Na esteira dos argumentos de Benjamin (2013), a modernidade não se mostra, o seu sentido permanece velado. No vaivém do porto, cargueiros e produtos eletrônicos são os sinais do progresso. A cidade ingressa no mesmo ritmo de São Paulo, os ecos da metrópole, enfim, chegam ao mormaço amazônico. Há tanto barulho no Manaus Harbour que Domingas não escuta a própria voz, ela quer contar histórias, lembrar de quando o filho nasceu, mas o ambiente não permite que haja calma. Não há tempo, nem condições para o gesto da memória. Apesar disso, os olhos de Nael estão atentos, os miseráveis do porto não saem do seu radar. Índios, migrantes do interior, famílias inteiras, o vizinho Calisto, todos eles são o reverso da modernidade, o seu rumor interno. Em uma justa observação, Nael mimetiza esse aspecto dúbio e traiçoeiro na imagem de Yaqub, o qual "se sofisticava, preparando-se para dar o bote: minhoca que se quer serpente" (HATOUM, 2006a, p.45). O filho preterido retorna a Manaus sob os auspícios dos militares, ele volta em busca da herança que não lhe foi dada.

Manaus se torna uma cidade ocupada. Escolas e cinemas são fechados, lanchas da Marinha patrulham a baía do Negro, estações de rádio transmitem comunicados militares. Veículos verdes cercam as praças, homens fardados tomam conta das avenidas e do aeroporto. Todos têm medo, Rânia fecha a loja, Nael não quer sair de casa. Todos, menos Yaqub. Ele não se intimida com essa movimentação, pelo contrário, o engenheiro está orgulhoso, demonstra satisfação e coragem, a sua confiança é um espanto para o narrador. Nos primeiros dias da quartelada, Yaqub chega a trabalho em Manaus. Com suas folhas quadriculadas, repletas de números e desenhos, o gêmeo mais velho toma posse de uma câmera fotográfica e escrutina os prédios e terrenos do centro:

Na tarde em que saímos para fotografar edifícios e monumentos da área central, nós paramos na praça da Matriz e eu me lembrei da missa em memória de Laval, a missa proibida. Enquanto Yaqub fotografava e fazia anotações eu percorri os caminhos da praça, sentei num banco de pedra enredado pelas raízes grossas de um apuizeiro. O calor da tarde me deu tontura, senti a boca seca, os lábios grudados. Não jorrava água da boca dos anjos de bronze da fonte. Perto da igreja, parei para descansar e admirar os pássaros do aviário. Percebi que estavam assustados, voavam enlouquecidos para todo lado, mas logo um zunido de varejeiras me incomodou, um som grave e monótono que foi aumentando, e quando desviei os olhos para a rua, fiquei gelado ao ver um jipe apinhado de baionetas (HATOUM, 2006a, p.149-150).

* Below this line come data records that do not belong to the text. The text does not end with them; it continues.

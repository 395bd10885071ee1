use serde::{Deserialize, Serialize};

/// A single member of a Jira group
#[derive(Debug, Clone, Default, PartialEq, Eq, Serialize, Deserialize)]
#[serde(rename_all = "camelCase")]
pub struct GroupMember {
  #[serde(rename = "self", default, skip_serializing_if = "Option::is_none")]
  pub self_link: Option<String>,
  #[serde(default, skip_serializing_if = "Option::is_none")]
  pub name: Option<String>,
  #[serde(default, skip_serializing_if = "Option::is_none")]
  pub key: Option<String>,
  #[serde(default, skip_serializing_if = "Option::is_none")]
  pub account_id: Option<String>,
  #[serde(default, skip_serializing_if = "Option::is_none")]
  pub email_address: Option<String>,
  #[serde(default, skip_serializing_if = "Option::is_none")]
  pub display_name: Option<String>,
  #[serde(default)]
  pub active: bool,
  #[serde(default, skip_serializing_if = "Option::is_none")]
  pub time_zone: Option<String>,
  #[serde(default, skip_serializing_if = "Option::is_none")]
  pub account_type: Option<String>,
}

/// Optional paging parameters for a single page of group members
#[derive(Debug, Clone, Copy, Default, PartialEq, Eq)]
pub struct GroupSearchOptions {
  pub start_at: u64,
  pub max_results: u64,
  pub include_inactive_users: bool,
}

/// One page of group members as returned by `group/member`
#[derive(Debug, Clone, Default, PartialEq, Eq, Deserialize)]
#[serde(rename_all = "camelCase")]
pub struct GroupMembersPage {
  #[serde(default)]
  pub start_at: u64,
  #[serde(default)]
  pub max_results: u64,
  #[serde(default)]
  pub total: u64,
  #[serde(default)]
  pub is_last: Option<bool>,
  #[serde(default)]
  pub next_page: Option<String>,
  #[serde(rename = "values", default)]
  pub members: Vec<GroupMember>,
}

/// Users embedded in a group when requested with `expand=users[a:b]`.
/// `items` is required; a window without it does not decode.
#[derive(Debug, Clone, Default, PartialEq, Eq, Deserialize)]
pub struct GroupMembersUsers {
  #[serde(default)]
  pub size: u64,
  #[serde(rename = "max-results", default)]
  pub max_results: u64,
  #[serde(rename = "start-index", default)]
  pub start_index: u64,
  #[serde(rename = "end-index", default)]
  pub end_index: u64,
  #[serde(rename = "items")]
  pub members: Vec<GroupMember>,
}

/// Represents a Jira group
#[derive(Debug, Clone, Default, PartialEq, Eq, Deserialize)]
pub struct Group {
  #[serde(default)]
  pub name: Option<String>,
  #[serde(rename = "self", default)]
  pub self_link: Option<String>,
  #[serde(default)]
  pub expand: Option<String>,
  #[serde(default)]
  pub users: Option<GroupMembersUsers>,
}

/// A group fetched with `expand=users[a:b]`, where the user window must be
/// present
#[derive(Debug, Deserialize)]
pub(crate) struct ExpandedGroup {
  pub users: GroupMembersUsers,
}

/// Group entry from the group picker
#[derive(Debug, Clone, Default, PartialEq, Eq, Deserialize)]
pub struct GroupMeta {
  pub name: String,
  #[serde(default)]
  pub html: Option<String>,
  #[serde(default)]
  pub labels: Vec<GroupLabel>,
}

#[derive(Debug, Clone, Default, PartialEq, Eq, Deserialize)]
pub struct GroupLabel {
  #[serde(default)]
  pub text: Option<String>,
  #[serde(default)]
  pub title: Option<String>,
  #[serde(rename = "type", default)]
  pub label_type: Option<String>,
}

/// Response of the group picker
#[derive(Debug, Clone, Default, PartialEq, Eq, Deserialize)]
pub struct GroupsResult {
  #[serde(default)]
  pub header: Option<String>,
  #[serde(default)]
  pub total: u64,
  #[serde(default)]
  pub groups: Vec<GroupMeta>,
}

/// Body for adding a user to a group
#[derive(Debug, Serialize)]
pub(crate) struct GroupUserRequest<'a> {
  pub name: &'a str,
}
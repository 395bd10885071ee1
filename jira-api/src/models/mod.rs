//! # Jira Resource Models
//!
//! Wire shapes for the resources the services expose. Optional fields are
//! omitted on serialization.

mod component;
mod group;
mod issue;
mod metadata;
mod project;
mod user;

pub use component::{CreateComponentOptions, ProjectComponent};
pub(crate) use group::{ExpandedGroup, GroupUserRequest};
pub use group::{
  Group, GroupLabel, GroupMember, GroupMembersPage, GroupMembersUsers, GroupMeta, GroupSearchOptions, GroupsResult,
};
pub use issue::{
  CreateIssueRequest, CreatedIssue, IssueProjectRef, IssueTypeRef, JiraIssue, JiraIssueFields, JiraIssueStatus,
  JiraTransition, JiraTransitions, TransitionId, TransitionRequest,
};
pub use metadata::{Field, FieldSchema, Resolution, StatusCategory};
pub use project::{IssueFieldMeta, IssueTypeMeta, Project};
pub use user::{JiraUser, UserGroup, UserSearch};
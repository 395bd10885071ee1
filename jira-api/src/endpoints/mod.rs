//! # Jira API Endpoints
//!
//! One service per resource type. Each service borrows the core
//! [`Client`] it was created with and returns the core error type.

pub mod components;
pub mod groups;
pub mod issues;
pub mod metadata;
pub mod projects;
pub mod users;

use jira_core::{CallContext, Client, Contract, CursorMeta, Error, Page, Query, Result, walk_pages};
use reqwest::Method;
use serde::Deserialize;
use serde::de::DeserializeOwned;

/// A page under the cursor contract. `isLast` is required, so a body in any
/// other shape fails to decode.
#[derive(Debug, Deserialize)]
#[serde(rename_all = "camelCase", bound(deserialize = "T: Deserialize<'de>"))]
pub(crate) struct CursorPage<T> {
  #[serde(default)]
  values: Vec<T>,
  #[serde(default)]
  start_at: u64,
  #[serde(default)]
  max_results: u64,
  #[serde(default)]
  total: u64,
  is_last: bool,
}

impl<T> CursorPage<T> {
  fn into_page(self) -> Page<T> {
    Page::cursor(
      self.values,
      CursorMeta {
        start_at: self.start_at,
        max_results: self.max_results,
        total: self.total,
        is_last: self.is_last,
      },
    )
  }
}

/// GET `path` with `query` and decode the body.
pub(crate) async fn get_json<T: DeserializeOwned>(
  client: &Client,
  ctx: &CallContext,
  path: &str,
  query: &Query,
) -> Result<T> {
  let request = client.request(ctx, Method::GET, path, query)?;
  let (value, _) = client.execute(request).await?;
  Ok(value)
}

/// Walk every page of a cursor-contract listing at `path`.
pub(crate) async fn walk_cursor<T: DeserializeOwned>(
  client: &Client,
  ctx: &CallContext,
  path: &str,
  query: &Query,
) -> Result<Vec<T>> {
  let walk = walk_pages(ctx, Contract::cursor(), 0, |offset| {
    let query = query.clone().with("startAt", offset);
    async move {
      let page: CursorPage<T> = get_json(client, ctx, path, &query).await?;
      Ok::<_, Error>(page.into_page())
    }
  })
  .await?;
  Ok(walk.items)
}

Nesse trecho da narração de Nael, a modernidade manauara se revela em seu sentido especulativo. Trata-se de uma situação de várias faces, em que é difícil se situar e encontrar uma referência segura. O filho de Domingas está confuso, sente um mal-estar. Pode ser o calor da tarde amazônica, a morte recente de Antenor Laval, a presença ostensiva de jipes ou a atitude de Yaqub, trabalhando calmamente, enquanto o Exército aponta suas baionetas para a

população. Os presentes de São Paulo, as melhorias na casa e na loja dos libaneses, esses ares da metrópole prometiam um futuro moderno e arejado a Manaus. A sua chegada, no entanto, assume uma feição assustadora, a força que o imprime se mostra em demasia. Em Benjamin (2013), a metáfora da modernidade são os gases venenosos, em Wisnik (2018), são as nuvens e o mercado de futuros, em Dois Irmãos, é o mormaço. A temperatura quente e úmida causa desorientação em Nael, ele fica tonto e busca refúgio na praça. Mas já não sai água da boca dos anjos, e os pássaros fugiram assustados do aviário. Por todos os lados, há tão somente militares e suas armas, são eles quem criam o ambiente ideal para o trabalho de Yaqub. Tranquilamente, o engenheiro e oficial da reserva fotografa, mede e calcula a modernização de Manaus.